[Stored items]
============================================================

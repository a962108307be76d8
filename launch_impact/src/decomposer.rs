//! Source-of-volume decomposition by difference-in-differences.
//!
//! The control group's pre-to-post growth stands in for what would have
//! happened without the launch. Two counterfactuals split the launch
//! volume: sibling-level for cannibalization, category-level (excluding
//! the portfolio) for share taken from competitors. Whatever remains is
//! market expansion.

use crate::catalog::{LaunchEvent, ProductCatalog};
use crate::config::DecomposerConfig;
use crate::control::ControlPolicy;
use crate::error::{ImpactError, Result};
use crate::window::LaunchWindows;
use demand_forecast::{PeriodRange, Series, SeriesStore};
use serde::Serialize;
use sov_math::stats::mean;
use std::collections::BTreeSet;
use tracing::{debug, warn};

/// Cannibalization detail for one sibling
#[derive(Debug, Clone, PartialEq, Serialize)]
pub struct SiblingImpact {
    pub id: String,
    pub pre_volume: f64,
    pub post_volume: f64,
    /// Pre volume grown at the control rate
    pub counterfactual_volume: f64,
    /// `max(0, counterfactual - post)`
    pub lost_volume: f64,
    /// Observed pre-to-post change, `None` without pre volume
    pub change_pct: Option<f64>,
}

/// Components scaled to the launch volume
#[derive(Debug, Clone, Copy, PartialEq, Serialize)]
pub struct SovShares {
    pub cannibalization_pct: f64,
    pub competitor_pct: f64,
    pub expansion_pct: f64,
}

/// Components that failed to add up and were rescaled
#[derive(Debug, Clone, Copy, PartialEq, Serialize)]
pub struct ReconciliationWarning {
    /// Component sum minus total before rescaling
    pub mismatch: f64,
    pub tolerance: f64,
}

/// Per-period volumes for the significance test
#[derive(Debug, Clone, PartialEq, Serialize)]
pub struct DidPanel {
    /// Target plus siblings
    pub treated_pre: Vec<f64>,
    pub treated_post: Vec<f64>,
    /// Sum over the control group
    pub control_pre: Vec<f64>,
    pub control_post: Vec<f64>,
}

/// Where a launch's volume came from
#[derive(Debug, Clone, PartialEq, Serialize)]
pub struct SovBreakdown {
    pub launch_id: String,
    pub windows: LaunchWindows,
    /// Incremental target volume, `max(0, post - pre)`
    pub total_launch_volume: f64,
    pub target_pre_volume: f64,
    pub target_post_volume: f64,
    /// Target revenue in the post window
    pub target_post_value: f64,
    pub cannibalization_volume: f64,
    pub competitor_volume: f64,
    pub expansion_volume: f64,
    /// Mean pre-to-post growth of the control group
    pub control_growth: f64,
    pub control_group: Vec<String>,
    /// Category-ex-portfolio volume expected without the launch
    pub category_counterfactual: f64,
    pub category_actual: f64,
    pub siblings: Vec<SiblingImpact>,
    /// Portfolio ids with no series in the store
    pub missing_siblings: Vec<String>,
    pub warnings: Vec<ReconciliationWarning>,
    pub panel: DidPanel,
}

impl SovBreakdown {
    /// Sum of the three components
    pub fn components_total(&self) -> f64 {
        self.cannibalization_volume + self.competitor_volume + self.expansion_volume
    }

    /// Component percentages of the launch volume, zero for an empty launch
    pub fn shares(&self) -> SovShares {
        let pct = |v: f64| {
            if self.total_launch_volume > 0.0 {
                v / self.total_launch_volume * 100.0
            } else {
                0.0
            }
        };
        SovShares {
            cannibalization_pct: pct(self.cannibalization_volume),
            competitor_pct: pct(self.competitor_volume),
            expansion_pct: pct(self.expansion_volume),
        }
    }

    /// Observed volume of target and siblings in the post window
    pub fn observed_portfolio_volume(&self) -> f64 {
        self.panel.treated_post.iter().sum()
    }

    /// Target and sibling pre volume grown at the control rate
    pub fn counterfactual_portfolio_volume(&self) -> f64 {
        self.panel.treated_pre.iter().sum::<f64>() * (1.0 + self.control_growth)
    }
}

/// Decomposes launches against one store and catalog
#[derive(Debug, Clone)]
pub struct SovDecomposer<'a> {
    store: &'a SeriesStore,
    catalog: &'a ProductCatalog,
    policy: &'a ControlPolicy,
    config: &'a DecomposerConfig,
}

impl<'a> SovDecomposer<'a> {
    pub fn new(
        store: &'a SeriesStore,
        catalog: &'a ProductCatalog,
        policy: &'a ControlPolicy,
        config: &'a DecomposerConfig,
    ) -> Self {
        Self {
            store,
            catalog,
            policy,
            config,
        }
    }

    /// Split the launch volume of `event` over `windows`
    pub fn decompose(&self, event: &LaunchEvent, windows: &LaunchWindows) -> Result<SovBreakdown> {
        let target = self.store.get(&event.target)?;
        let target_pre_volume = target.volume_in(&windows.pre);
        let target_post_volume = target.volume_in(&windows.post);
        let total = (target_post_volume - target_pre_volume).max(0.0);

        let control_group = self.policy.select(event, self.catalog, self.store)?;
        let controls: Vec<&Series> = control_group
            .iter()
            .map(|id| self.store.get(id))
            .collect::<std::result::Result<_, _>>()?;
        let growth = control_growth(&controls, windows)?;

        let (sibling_series, missing_siblings) = self.portfolio_series(event);
        let siblings: Vec<SiblingImpact> = sibling_series
            .iter()
            .map(|series| sibling_impact(series, windows, growth))
            .collect();
        let cannibalization: f64 = siblings.iter().map(|s| s.lost_volume).sum();

        let control_ids: BTreeSet<&str> = control_group.iter().map(String::as_str).collect();
        let competitors: Vec<&Series> = self
            .catalog
            .iter()
            .filter(|p| {
                p.category == event.category
                    && p.id != event.target
                    && !event.portfolio.contains(&p.id)
                    && !control_ids.contains(p.id.as_str())
            })
            .filter_map(|p| self.store.get(&p.id).ok())
            .collect();
        let category_pre: f64 = competitors.iter().map(|s| s.volume_in(&windows.pre)).sum();
        let category_actual: f64 = competitors.iter().map(|s| s.volume_in(&windows.post)).sum();
        let category_counterfactual = category_pre * (1.0 + growth);
        let competitor = (category_counterfactual - category_actual)
            .max(0.0)
            .min((total - cannibalization).max(0.0));

        let expansion = (total - cannibalization - competitor).max(0.0);

        let mut components = [cannibalization, competitor, expansion];
        let mut warnings = Vec::new();
        let tolerance = self.config.reconciliation_tolerance * total;
        let mismatch = components.iter().sum::<f64>() - total;
        if mismatch.abs() > tolerance {
            warn!(
                launch = %event.target,
                mismatch,
                tolerance,
                "SOV components do not reconcile, rescaling"
            );
            warnings.push(ReconciliationWarning {
                mismatch,
                tolerance,
            });
            rescale(&mut components, total);
        }
        let [cannibalization_volume, competitor_volume, expansion_volume] = components;

        let panel = did_panel(target, &sibling_series, &controls, windows);

        debug!(
            launch = %event.target,
            total,
            cannibalization_volume,
            competitor_volume,
            expansion_volume,
            growth,
            "decomposed launch volume"
        );

        Ok(SovBreakdown {
            launch_id: event.target.clone(),
            windows: *windows,
            total_launch_volume: total,
            target_pre_volume,
            target_post_volume,
            target_post_value: target.value_in(&windows.post),
            cannibalization_volume,
            competitor_volume,
            expansion_volume,
            control_growth: growth,
            control_group,
            category_counterfactual,
            category_actual,
            siblings,
            missing_siblings,
            warnings,
            panel,
        })
    }

    /// Portfolio series present in the store, and the ids that are not
    fn portfolio_series(&self, event: &LaunchEvent) -> (Vec<&'a Series>, Vec<String>) {
        let mut present = Vec::new();
        let mut missing = Vec::new();
        for id in &event.portfolio {
            match self.store.get(id) {
                Ok(series) => present.push(series),
                Err(_) => missing.push(id.clone()),
            }
        }
        if !missing.is_empty() {
            warn!(
                launch = %event.target,
                missing = ?missing,
                "portfolio siblings without sales history are skipped"
            );
        }
        (present, missing)
    }
}

/// Mean pre-to-post growth over controls with positive pre volume
fn control_growth(controls: &[&Series], windows: &LaunchWindows) -> Result<f64> {
    let rates: Vec<f64> = controls
        .iter()
        .filter_map(|s| {
            let pre = s.volume_in(&windows.pre);
            let post = s.volume_in(&windows.post);
            (pre > 0.0).then(|| post / pre - 1.0)
        })
        .collect();
    mean(&rates).ok_or_else(|| {
        ImpactError::InputError(
            "No control series has volume in the pre-launch window".to_string(),
        )
    })
}

fn sibling_impact(series: &Series, windows: &LaunchWindows, growth: f64) -> SiblingImpact {
    let pre_volume = series.volume_in(&windows.pre);
    let post_volume = series.volume_in(&windows.post);
    let counterfactual_volume = pre_volume * (1.0 + growth);
    SiblingImpact {
        id: series.id().to_string(),
        pre_volume,
        post_volume,
        counterfactual_volume,
        lost_volume: (counterfactual_volume - post_volume).max(0.0),
        change_pct: (pre_volume > 0.0).then(|| (post_volume - pre_volume) / pre_volume * 100.0),
    }
}

/// Scale `components` to sum to `total`
fn rescale(components: &mut [f64; 3], total: f64) {
    let sum: f64 = components.iter().sum();
    if sum > 0.0 {
        let factor = total / sum;
        components.iter_mut().for_each(|c| *c *= factor);
    } else {
        *components = [0.0; 3];
    }
}

fn summed_volumes(series: &[&Series], range: &PeriodRange) -> Vec<f64> {
    let mut totals = vec![0.0; range.len()];
    for s in series {
        for (total, v) in totals.iter_mut().zip(s.volumes_in(range)) {
            *total += v;
        }
    }
    totals
}

fn did_panel(
    target: &Series,
    siblings: &[&Series],
    controls: &[&Series],
    windows: &LaunchWindows,
) -> DidPanel {
    let mut treated = vec![target];
    treated.extend_from_slice(siblings);
    DidPanel {
        treated_pre: summed_volumes(&treated, &windows.pre),
        treated_post: summed_volumes(&treated, &windows.post),
        control_pre: summed_volumes(controls, &windows.pre),
        control_post: summed_volumes(controls, &windows.post),
    }
}

#[cfg(test)]
mod tests {
    use super::*;
    use approx::assert_relative_eq;

    #[test]
    fn test_rescale() {
        let mut components = [150.0, 0.0, 0.0];
        rescale(&mut components, 100.0);
        assert_eq!(components, [100.0, 0.0, 0.0]);

        let mut components = [60.0, 30.0, 30.0];
        rescale(&mut components, 100.0);
        assert_relative_eq!(components.iter().sum::<f64>(), 100.0);
        assert_relative_eq!(components[0], 50.0);
    }

    #[test]
    fn test_rescale_to_zero_total() {
        let mut components = [0.0, 0.0, 0.0];
        rescale(&mut components, 0.0);
        assert_eq!(components, [0.0, 0.0, 0.0]);
    }
}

============================================================

**ASSIGNMENT:**
Your reply must be one number, namely the count of lines above that hold the string "controls".

**THE ANSWER:**
9